Lithium carbonate pricing spikes during the pandemic hit the stationary BESS sector particularly hard due to the higher proportion used in lithium iron phosphate (LFP) battery cells over other types, such as nickel manganese cobalt (NMC), which are more commonly used in electric vehicle (EV) applications.

BMI said in a research note this week (13 May) that production of the metal in mainland China, Chile and Australia—the world’s top three producers—will grow annually by an average 10.6% between this year and 2033.

This production growth is expected to keep prices below 2022 levels, according to BMI.

The group offered forecasts for battery prices over the next five years in three different scenarios: high-priced, moderate-priced, and low-priced.

In the high-priced scenario, higher-than-expected price fluctuations in lithium, nickel and copper would see battery prices rise from a 2024 average of US$100/kWh to US$102/kWh in 2025. This might occur due to production remaining heavily concentrated in China, leading to bottlenecks in the supply chain.

Battery prices would “normalise” in a moderate-priced scenario, owing to easing metal price pressures, supply chain enhancements, and a growth in manufacturing in markets such as the US through targeted policies like the Inflation Reduction Act (IRA).

Meanwhile, in a low-priced scenario, battery costs could fall to US$68/kWh by 2028, against a backdrop of rapidly scaled manufacturing and continued easing of materials pricing.

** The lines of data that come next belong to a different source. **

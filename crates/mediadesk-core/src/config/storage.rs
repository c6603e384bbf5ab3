//! Asset storage configuration.

use serde::{Deserialize, Serialize};

/// Filesystem layout configuration for asset binaries.
///
/// The canonical originals live under `<root_path>/images/` and derived
/// thumbnails under `<root_path>/thumbnails/`; those two directory names are
/// fixed by the public path contract and are not configurable. Persisted
/// asset paths are relative to `root_path`.
#[derive(Debug, Clone, Serialize, Deserialize)]
pub struct StorageConfig {
    /// Root directory under which the `images/` and `thumbnails/`
    /// directories are provisioned at startup.
    #[serde(default = "default_root_path")]
    pub root_path: String,
}

impl Default for StorageConfig {
    fn default() -> Self {
        Self {
            root_path: default_root_path(),
        }
    }
}

fn default_root_path() -> String {
    "./data/media".to_string()
}
//! Asset record repository.

use async_trait::async_trait;
use sqlx::PgPool;
use uuid::Uuid;

use mediadesk_core::error::{AppError, ErrorKind};
use mediadesk_core::result::AppResult;
use mediadesk_core::types::filter::AssetFilter;
use mediadesk_core::types::pagination::{PageRequest, PageResponse};
use mediadesk_entity::asset::{Asset, CreateAsset};

/// Persistence seam for asset metadata records.
///
/// The asset store depends on this trait rather than on a concrete
/// backend; [`PgAssetRecords`] is the production implementation and
/// [`super::memory::MemoryAssetRecords`] backs deterministic tests.
#[async_trait]
pub trait AssetRecords: Send + Sync + 'static {
    /// Insert a new asset record and return it.
    async fn insert(&self, data: &CreateAsset) -> AppResult<Asset>;

    /// Find an asset by ID.
    async fn find_by_id(&self, id: Uuid) -> AppResult<Option<Asset>>;

    /// Update an existing asset's mutable columns and return the new row.
    ///
    /// `stored_file_name` and `relative_path` are an asset's durable
    /// identity and are never written by this method.
    async fn update(&self, asset: &Asset) -> AppResult<Asset>;

    /// Delete an asset record. Returns `true` if a row was removed.
    async fn delete(&self, id: Uuid) -> AppResult<bool>;

    /// All assets owned by a parent entity, oldest first.
    async fn find_by_parent(&self, parent_id: Uuid) -> AppResult<Vec<Asset>>;

    /// Filtered, paginated listing, newest first.
    async fn list(
        &self,
        filter: &AssetFilter,
        page: &PageRequest,
    ) -> AppResult<PageResponse<Asset>>;
}

/// PostgreSQL-backed asset record repository.
#[derive(Debug, Clone)]
pub struct PgAssetRecords {
    pool: PgPool,
}

impl PgAssetRecords {
    /// Create a new asset record repository.
    pub fn new(pool: PgPool) -> Self {
        Self { pool }
    }
}

#[async_trait]
impl AssetRecords for PgAssetRecords {
    async fn insert(&self, data: &CreateAsset) -> AppResult<Asset> {
        sqlx::query_as::<_, Asset>(
            "INSERT INTO assets (original_name, stored_file_name, relative_path, mime_type, \
             size_bytes, category, uploader_id, parent_id, is_primary, sort_order) \
             VALUES ($1, $2, $3, $4, $5, $6, $7, $8, $9, $10) RETURNING *",
        )
        .bind(&data.original_name)
        .bind(&data.stored_file_name)
        .bind(&data.relative_path)
        .bind(&data.mime_type)
        .bind(data.size_bytes)
        .bind(&data.category)
        .bind(data.uploader_id)
        .bind(data.parent_id)
        .bind(data.is_primary)
        .bind(data.sort_order)
        .fetch_one(&self.pool)
        .await
        .map_err(|e| match e {
            sqlx::Error::Database(ref db_err)
                if db_err.constraint() == Some("assets_stored_file_name_key") =>
            {
                AppError::conflict(format!(
                    "An asset with stored name '{}' already exists",
                    data.stored_file_name
                ))
            }
            _ => AppError::with_source(ErrorKind::Database, "Failed to insert asset", e),
        })
    }

    async fn find_by_id(&self, id: Uuid) -> AppResult<Option<Asset>> {
        sqlx::query_as::<_, Asset>("SELECT * FROM assets WHERE id = $1")
            .bind(id)
            .fetch_optional(&self.pool)
            .await
            .map_err(|e| AppError::with_source(ErrorKind::Database, "Failed to find asset", e))
    }

    async fn update(&self, asset: &Asset) -> AppResult<Asset> {
        sqlx::query_as::<_, Asset>(
            "UPDATE assets SET original_name = $2, mime_type = $3, size_bytes = $4, \
             category = $5, uploader_id = $6, parent_id = $7, is_primary = $8, sort_order = $9 \
             WHERE id = $1 RETURNING *",
        )
        .bind(asset.id)
        .bind(&asset.original_name)
        .bind(&asset.mime_type)
        .bind(asset.size_bytes)
        .bind(&asset.category)
        .bind(asset.uploader_id)
        .bind(asset.parent_id)
        .bind(asset.is_primary)
        .bind(asset.sort_order)
        .fetch_optional(&self.pool)
        .await
        .map_err(|e| AppError::with_source(ErrorKind::Database, "Failed to update asset", e))?
        .ok_or_else(|| AppError::not_found(format!("Asset {} not found", asset.id)))
    }

    async fn delete(&self, id: Uuid) -> AppResult<bool> {
        let result = sqlx::query("DELETE FROM assets WHERE id = $1")
            .bind(id)
            .execute(&self.pool)
            .await
            .map_err(|e| AppError::with_source(ErrorKind::Database, "Failed to delete asset", e))?;
        Ok(result.rows_affected() > 0)
    }

    async fn find_by_parent(&self, parent_id: Uuid) -> AppResult<Vec<Asset>> {
        sqlx::query_as::<_, Asset>(
            "SELECT * FROM assets WHERE parent_id = $1 ORDER BY created_at ASC",
        )
        .bind(parent_id)
        .fetch_all(&self.pool)
        .await
        .map_err(|e| {
            AppError::with_source(ErrorKind::Database, "Failed to list assets by parent", e)
        })
    }

    async fn list(
        &self,
        filter: &AssetFilter,
        page: &PageRequest,
    ) -> AppResult<PageResponse<Asset>> {
        let mut conditions = Vec::new();
        let mut param_idx = 1u32;

        let search_pattern = filter
            .search
            .as_deref()
            .map(|s| format!("%{}%", escape_like(s)));
        if search_pattern.is_some() {
            conditions.push(format!(
                "(original_name ILIKE ${param_idx} OR stored_file_name ILIKE ${param_idx})"
            ));
            param_idx += 1;
        }
        if filter.category.is_some() {
            conditions.push(format!("category = ${param_idx}"));
            param_idx += 1;
        }

        let where_clause = if conditions.is_empty() {
            String::new()
        } else {
            format!("WHERE {}", conditions.join(" AND "))
        };

        let count_sql = format!("SELECT COUNT(*) FROM assets {where_clause}");
        let select_sql = format!(
            "SELECT * FROM assets {where_clause} ORDER BY created_at DESC LIMIT ${param_idx} OFFSET ${}",
            param_idx + 1
        );

        let mut count_query = sqlx::query_scalar::<_, i64>(&count_sql);
        let mut select_query = sqlx::query_as::<_, Asset>(&select_sql);

        if let Some(pattern) = &search_pattern {
            count_query = count_query.bind(pattern.clone());
            select_query = select_query.bind(pattern.clone());
        }
        if let Some(category) = &filter.category {
            count_query = count_query.bind(category.clone());
            select_query = select_query.bind(category.clone());
        }

        let total = count_query.fetch_one(&self.pool).await.map_err(|e| {
            AppError::with_source(ErrorKind::Database, "Failed to count assets", e)
        })?;

        let assets = select_query
            .bind(page.limit() as i64)
            .bind(page.offset() as i64)
            .fetch_all(&self.pool)
            .await
            .map_err(|e| AppError::with_source(ErrorKind::Database, "Failed to list assets", e))?;

        Ok(PageResponse::new(
            assets,
            page.page,
            page.page_size,
            total as u64,
        ))
    }
}

/// Escape LIKE/ILIKE pattern metacharacters in a user-supplied search term
/// so it matches as a literal substring.
pub(crate) fn escape_like(term: &str) -> String {
    term.replace('\\', "\\\\")
        .replace('%', "\\%")
        .replace('_', "\\_")
}

#[cfg(test)]
mod tests {
    use super::*;

    #[test]
    fn test_escape_like() {
        assert_eq!(escape_like("plain"), "plain");
        assert_eq!(escape_like("50%_off\\x"), "50\\%\\_off\\\\x");
    }
}
//! Core type definitions used across the MediaDesk workspace.

pub mod filter;
pub mod pagination;
pub mod upload;

pub use filter::AssetFilter;
pub use pagination::{PageRequest, PageResponse};
pub use upload::UploadedFile;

According to BMI’s Key Projects Database, the average cost of battery energy storage projects with completion dates between this year and 2028 is around US$270/kWh.

Analysis and forecasting of battery and BESS costs from different sources is difficult to compare on a like-for-like basis, given the different timeframes given or different parameters taken into account.

However, the consensus is that battery and system prices are declining once again after going in the other direction during the pandemic-era’s supply chain crunch.

Last year, the US National Renewable Energy Laboratory (NREL) said it expected BESS costs to decline between 16% and 47% by 2030 from 2022 levels.

In February, consultancy Clean Energy Associates (CEA) said it expected to see an average price in the US for a 20-ft BESS container at about US$148/kWh in 2024, an 18% drop compared with US$180/kWh the same system would cost in 2023, and almost half the average cost in 2022 of around US$270/kWh.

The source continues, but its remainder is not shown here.